Post # 1
My fiance just had his bachelor party which included strippers. Even though everyone tells me to get over it, that this is simply tradition, it really bothers me. I suspect that I will be unhappy at the wedding because of it. I don’t care that everyone feels that I am over reacting, this is how I feel. I am seriously thinking of postponing the wedding so that we can work on our relationship. We will lose about $4000 but I feel that it will be worth it if I will be unable to enjoy the day anyway. How do I get him to understand how I feel and how can we improve our relationship so that we may be able to get married someday?
Post # 3
Can you give us a little bit more information? It’s a little hard to give you advice without knowing more about the situation. How much time do you have before the wedding? Had you guys talked about the bachelor party ahead of time, and did you guys set any guidelines or limitations? Did he know how you felt about strippers? What his thought on you being upset about this now?
Post # 4
Yup, same question about talking before hand. If you both discussed the stripper thing, then I can support being really upset about that. He broke your trust. (And I hear ya. I’m not OK with the stripper stuff.)
If you didn’t discuss it, should he have known? Typically, I think you should give him a break if he didn’t know.

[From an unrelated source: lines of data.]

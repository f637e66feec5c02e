//! `[token]` replacement, applied to template text before parsing.
//!
//! `[[` and `]]` produce literal brackets. Token names are looked up
//! ASCII case-insensitively.

use std::collections::HashMap;

use thiserror::Error;

#[derive(Debug, Clone, PartialEq, Eq, Error)]
pub enum TokenError {
    #[error("token '[{name}]' at position {position} has no replacement value")]
    UnknownToken { name: String, position: usize },

    #[error("empty token '[]' at position {0}")]
    EmptyToken(usize),

    #[error("token starting at position {0} is not closed with ']'")]
    Unterminated(usize),

    #[error("unescaped ']' at position {0}; use ']]' for a literal bracket")]
    UnbalancedClose(usize),
}

/// Replaces every `[name]` in `template` with its value from `tokens`.
pub fn replace_tokens(template: &str, tokens: &HashMap<String, String>) -> Result<String, TokenError> {
    let chars: Vec<(usize, char)> = template.char_indices().collect();
    let mut output = String::with_capacity(template.len());
    let mut i = 0;

    while i < chars.len() {
        let (position, c) = chars[i];
        let next = chars.get(i + 1).map(|&(_, c)| c);
        match (c, next) {
            ('[', Some('[')) | (']', Some(']')) => {
                output.push(c);
                i += 2;
            }
            ('[', _) => {
                let (name, end) = read_token(&chars, i + 1).ok_or(TokenError::Unterminated(position))?;
                if name.is_empty() {
                    return Err(TokenError::EmptyToken(position));
                }
                let value = lookup(tokens, &name).ok_or(TokenError::UnknownToken { name, position })?;
                output.push_str(value);
                i = end;
            }
            (']', _) => return Err(TokenError::UnbalancedClose(position)),
            _ => {
                output.push(c);
                i += 1;
            }
        }
    }

    Ok(output)
}

/// Reads a token name up to its closing bracket; returns the name and the
/// index just past the bracket.
fn read_token(chars: &[(usize, char)], mut i: usize) -> Option<(String, usize)> {
    let mut name = String::new();
    while i < chars.len() {
        let c = chars[i].1;
        let next = chars.get(i + 1).map(|&(_, c)| c);
        match (c, next) {
            (']', Some(']')) => {
                name.push(']');
                i += 2;
            }
            (']', _) => return Some((name, i + 1)),
            ('[', _) => return None,
            _ => {
                name.push(c);
                i += 1;
            }
        }
    }
    None
}

fn lookup<'a>(tokens: &'a HashMap<String, String>, name: &str) -> Option<&'a str> {
    tokens
        .iter()
        .find(|(key, _)| key.eq_ignore_ascii_case(name))
        .map(|(_, value)| value.as_str())
}
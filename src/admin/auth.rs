use axum::{
    body::Body,
    extract::State,
    http::{header, Request, StatusCode},
    middleware::Next,
    response::Response,
};

use crate::admin::AdminState;

pub async fn admin_auth_middleware(
    State(state): State<AdminState>,
    request: Request<Body>,
    next: Next,
) -> Result<Response, StatusCode> {
    let token = request
        .headers()
        .get(header::AUTHORIZATION)
        .and_then(|h| h.to_str().ok())
        .and_then(|value| value.strip_prefix("Bearer "));

    match token {
        Some(token) if !state.api_key.is_empty() && token == &*state.api_key => Ok(next.run(request).await),
        _ => {
            tracing::warn!(path = %request.uri().path(), "Rejected admin request");
            Err(StatusCode::UNAUTHORIZED)
        }
    }
}
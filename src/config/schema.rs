//! Configuration schema definitions.
//!
//! This module defines the complete configuration structure for the router.
//! All types derive Serde traits for deserialization from config files.

use std::collections::HashMap;

use serde::{Deserialize, Serialize};

/// Root configuration for the endpoint router.
#[derive(Debug, Clone, Deserialize, Serialize, Default)]
#[serde(default)]
pub struct RouterConfig {
    /// Listener configuration (bind address).
    pub listener: ListenerConfig,

    /// Endpoint table, in registration order.
    pub endpoints: Vec<EndpointConfig>,

    /// `[token]` values shared by every endpoint pattern.
    pub tokens: HashMap<String, String>,

    /// Observability settings.
    pub observability: ObservabilityConfig,

    #[serde(default)]
    pub admin: AdminConfig,
}

/// Listener configuration.
#[derive(Debug, Clone, Deserialize, Serialize)]
#[serde(default)]
pub struct ListenerConfig {
    /// Bind address (e.g., "0.0.0.0:8080").
    pub bind_address: String,
}

impl Default for ListenerConfig {
    fn default() -> Self {
        Self {
            bind_address: "0.0.0.0:8080".to_string(),
        }
    }
}

/// One routable endpoint.
#[derive(Debug, Clone, Deserialize, Serialize)]
pub struct EndpointConfig {
    /// Display name; must be unique.
    pub name: String,

    /// Route template, e.g. `api/[area]/{id:int}`.
    pub pattern: String,

    /// Lower wins over precedence when both match.
    #[serde(default)]
    pub order: i32,

    /// Allowed HTTP methods. Empty means any.
    #[serde(default)]
    pub methods: Vec<String>,

    /// Host patterns (`example.com`, `*.example.com:8080`, `*`).
    #[serde(default)]
    pub hosts: Vec<String>,

    /// Accepted request content types.
    #[serde(default)]
    pub consumes: Vec<String>,

    /// Token values for this endpoint only; override the shared ones.
    #[serde(default)]
    pub tokens: HashMap<String, String>,

    /// Defaults kept outside the pattern. Names that are not parameters
    /// are still added to the route values.
    #[serde(default)]
    pub defaults: HashMap<String, String>,

    /// Constraints kept outside the pattern, in inline syntax
    /// (`id = "int:min(1)"`).
    #[serde(default)]
    pub constraints: HashMap<String, String>,
}

/// Observability configuration.
#[derive(Debug, Clone, Deserialize, Serialize)]
#[serde(default)]
pub struct ObservabilityConfig {
    /// Log level (trace, debug, info, warn, error), used when `RUST_LOG`
    /// is unset.
    pub log_level: String,

    /// Emit JSON log lines instead of the human-readable format.
    pub json_logs: bool,

    /// Enable metrics endpoint.
    pub metrics_enabled: bool,

    /// Metrics endpoint bind address.
    pub metrics_address: String,
}

impl Default for ObservabilityConfig {
    fn default() -> Self {
        Self {
            log_level: "debug".to_string(),
            json_logs: false,
            metrics_enabled: true,
            metrics_address: "0.0.0.0:9090".to_string(),
        }
    }
}

/// Admin API configuration.
#[derive(Debug, Clone, Deserialize, Serialize)]
#[serde(default)]
pub struct AdminConfig {
    /// Enable the admin API.
    pub enabled: bool,

    /// API key for authentication (Bearer token).
    pub api_key: String,

    /// Admin API bind address.
    pub bind_address: String,
}

impl Default for AdminConfig {
    fn default() -> Self {
        Self {
            enabled: false,
            // WARNING: This is a placeholder! Change this in production.
            api_key: "CHANGE_ME_IN_PRODUCTION".to_string(),
            bind_address: "127.0.0.1:8081".to_string(),
        }
    }
}
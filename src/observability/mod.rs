//! Observability subsystem.
//!
//! # Data Flow
//! ```text
//! All subsystems produce:
//!     → logging.rs (structured log events)
//!     → metrics.rs (counters, gauges, histograms)
//!     → tracing.rs (request spans with correlation IDs)
//!
//! Consumers:
//!     → Log aggregation (stdout)
//!     → Metrics endpoint (Prometheus scrape)
//! ```
//!
//! # Design Decisions
//! - Structured logging (JSON) for machine parsing
//! - Request ID flows through every log line of a request
//! - Metrics are cheap (atomic increments)

pub mod logging;
pub mod metrics;
pub mod tracing;
//! Request spans.
//!
//! # Responsibilities
//! - Create one span per request carrying the correlation ID
//! - Record the match outcome on that span
//!
//! # Design Decisions
//! - The request ID is assigned before the span is created, so every log
//!   line of a request carries it
//! - Fields are declared empty up front and filled once known

use axum::http::Request;
use tracing::Span;

use crate::http::request::RequestIdExt;

/// `make_span_with` callback for `tower_http::trace::TraceLayer`.
pub fn make_request_span<B>(request: &Request<B>) -> Span {
    tracing::info_span!(
        "request",
        request_id = %request.request_id().unwrap_or("unknown"),
        method = %request.method(),
        path = %request.uri().path(),
        outcome = tracing::field::Empty,
        endpoint = tracing::field::Empty,
    )
}

/// Fills the `outcome` and `endpoint` fields of the current request span.
pub fn record_outcome(outcome: &'static str, endpoint: Option<&str>) {
    let span = Span::current();
    span.record("outcome", outcome);
    if let Some(endpoint) = endpoint {
        span.record("endpoint", endpoint);
    }
}
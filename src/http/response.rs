//! Responses for match outcomes.
//!
//! # Responsibilities
//! - Render the selected endpoint and its route values as JSON
//! - Map unmatched outcomes to status codes
//!
//! # Design Decisions
//! - 404 when nothing matched, 405 with `Allow` when only the method was
//!   wrong, 500 when the table is ambiguous for this request
//! - Bodies are JSON so clients and tests can inspect them

use axum::http::{header, HeaderValue, StatusCode};
use axum::response::{IntoResponse, Response};
use axum::Json;
use serde::Serialize;
use serde_json::json;

use crate::routing::selector::{EndpointMatch, MatchOutcome};
use crate::routing::values::RouteValues;

/// Body returned for a matched endpoint.
#[derive(Debug, Serialize)]
pub struct MatchedEndpoint<'a> {
    pub endpoint: &'a str,
    pub pattern: &'a str,
    pub order: i32,
    pub values: &'a RouteValues,
}

impl<'a> From<&'a EndpointMatch> for MatchedEndpoint<'a> {
    fn from(found: &'a EndpointMatch) -> Self {
        Self {
            endpoint: found.endpoint().display_name(),
            pattern: found.endpoint().pattern().raw(),
            order: found.endpoint().order(),
            values: found.values(),
        }
    }
}

pub fn matched(found: &EndpointMatch) -> Response {
    (StatusCode::OK, Json(MatchedEndpoint::from(found))).into_response()
}

/// Response for any outcome.
pub fn outcome_response(outcome: &MatchOutcome) -> Response {
    match outcome {
        MatchOutcome::Matched(found) => matched(found),
        MatchOutcome::NotFound => (
            StatusCode::NOT_FOUND,
            Json(json!({ "error": "no endpoint matches the request" })),
        )
            .into_response(),
        MatchOutcome::MethodNotAllowed { allow } => {
            let allow = allow
                .iter()
                .map(|method| method.as_str())
                .collect::<Vec<_>>()
                .join(", ");
            let mut response = (
                StatusCode::METHOD_NOT_ALLOWED,
                Json(json!({ "error": "method not allowed", "allow": allow })),
            )
                .into_response();
            if let Ok(value) = HeaderValue::from_str(&allow) {
                response.headers_mut().insert(header::ALLOW, value);
            }
            response
        }
        MatchOutcome::Ambiguous { endpoints } => (
            StatusCode::INTERNAL_SERVER_ERROR,
            Json(json!({ "error": "request matched multiple endpoints", "endpoints": endpoints })),
        )
            .into_response(),
    }
}
//! DFA path matcher.
//!
//! # Data Flow
//! ```text
//! Build (once per endpoint generation):
//!     Vec<Arc<Endpoint>>
//!     → builder.rs (breadth-first by depth: literals, parameters, catch-alls)
//!     → DfaMatcher { nodes: arena, endpoints: resolved constraints }
//!
//! Match (per request):
//!     "/users/42/"
//!     → tokenize (["users", "42"])
//!     → walk: literal → parameters → exit (nearest catch-all)
//!     → terminal node matches → matcher.rs (capture, defaults, constraints)
//!     → CandidateSet
//! ```
//!
//! # Design Decisions
//! - Nodes live in an arena and refer to each other by index; catch-all
//!   nodes loop back to themselves
//! - Parameter endpoints are also copied into sibling literal children so a
//!   walk never backtracks; precedence sorts it out afterwards
//! - Each node remembers the nearest catch-all on its path as its exit, used
//!   when a segment has no transition or is empty
//! - Terminal match lists are sorted by score at build time

mod builder;
mod graph;
mod matcher;

use std::collections::HashMap;

pub use builder::{BuildError, DfaMatcherBuilder};
pub use matcher::DfaMatcher;

/// Index of a node in the arena.
#[derive(Debug, Clone, Copy, PartialEq, Eq, Hash)]
pub(crate) struct NodeId(usize);

impl NodeId {
    pub(crate) const ROOT: NodeId = NodeId(0);

    fn index(self) -> usize {
        self.0
    }
}

/// A terminal match: endpoint index plus its score within the node.
#[derive(Debug, Clone, Copy, PartialEq, Eq)]
pub(crate) struct NodeMatch {
    pub(crate) endpoint: usize,
    pub(crate) score: u32,
}

#[derive(Debug, Clone, Default)]
pub(crate) struct DfaNode {
    /// Human readable path to this node, e.g. `/users/{...}`.
    pub(crate) label: String,
    pub(crate) depth: usize,
    /// Keys are lowercased.
    pub(crate) literals: HashMap<String, NodeId>,
    pub(crate) parameters: Option<NodeId>,
    pub(crate) catch_all: Option<NodeId>,
    /// Own catch-all or the nearest one inherited from an ancestor.
    pub(crate) exit: Option<NodeId>,
    pub(crate) matches: Vec<NodeMatch>,
}

impl DfaNode {
    /// Next node for `segment`. Empty segments only follow the exit.
    pub(crate) fn transition(&self, segment: &str) -> Option<NodeId> {
        if segment.is_empty() {
            return self.exit;
        }
        self.literals
            .get(&segment.to_lowercase())
            .copied()
            .or(self.parameters)
            .or(self.exit)
    }
}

Also, sometimes the groomsmen just have a mind of their own. I’m not saying that’s OK. If they want an excuse to go to a strip club, they should just go, not make an occasion of it from your wedding. (IMO) But sometimes the groom doesn’t know what they’ve planned.
Post # 5
Thanks for getting back. I only found out about the bachelor party after it occured. When I asked him about it he shrugged and said that it is just tradition and I should have expected it. When I got upset he said that I was over reacting and that he still loved me and that he had simply done what all other grooms do. I guess I felt like a fool as I have been working on the wedding, the cake, the photographer, the menu and his only contribution was to go get lap dances. I was being stupid as I was thinking this would be a special, romantic time between us. As important as strippers seem to be to a wedding, I fail to see how they make the occasion more romantic between the couple. By pulling back, I feel that we could have time for candle lit dinners and to go for walks on the beach. He knows I love walking along the beach, even in winter. Hopefully these activiites would become the prelude to our wedding. Does this make sense to anyone?
Post # 6
Try as hard as you can to move on. Now that he knows how you feel he probably won’t do it again. Hopefully. It’s nice to know that there are still some people with strong morals. I am not one of them (lol) as I don’t really care if my FI goes to a stip club, but today is society we are so desensitized towards that type of thing you lose sight of a lot of things that ARE important.
Post # 7
I completely understand. I hate the idea of a traditional bachelor party, actually when did strippers become traditional??? I think it should be a celebration of your future marriage, NOT a "hes about to be lost forever its his last night of freedom party". Why celebrate marriage by doing something that completely defies the sanctity of marriage??
I think that he was wrong to go through with it since u already expressed ur feelings about it. He should have told his friends no.. but at the same time I think guys cant handle peer pressure as well as we can. I’m sure it was mostly the fault of the guys planning it.. and ur guy just went along. He should be more sensitive to your feelings, definitely.. but are you sure this is something that you want to postpone your wedding over?
Your feelings are definitely justified and i would try to talk to him about how you feel, without being angry or upset… I know my guys listens better if I dont attack him with anger.
Truth is, you cant go back and change it… so I think you need to look deep within your heart and see if this is something you can get over.. or if it has opened up an underlying problem in the relationship?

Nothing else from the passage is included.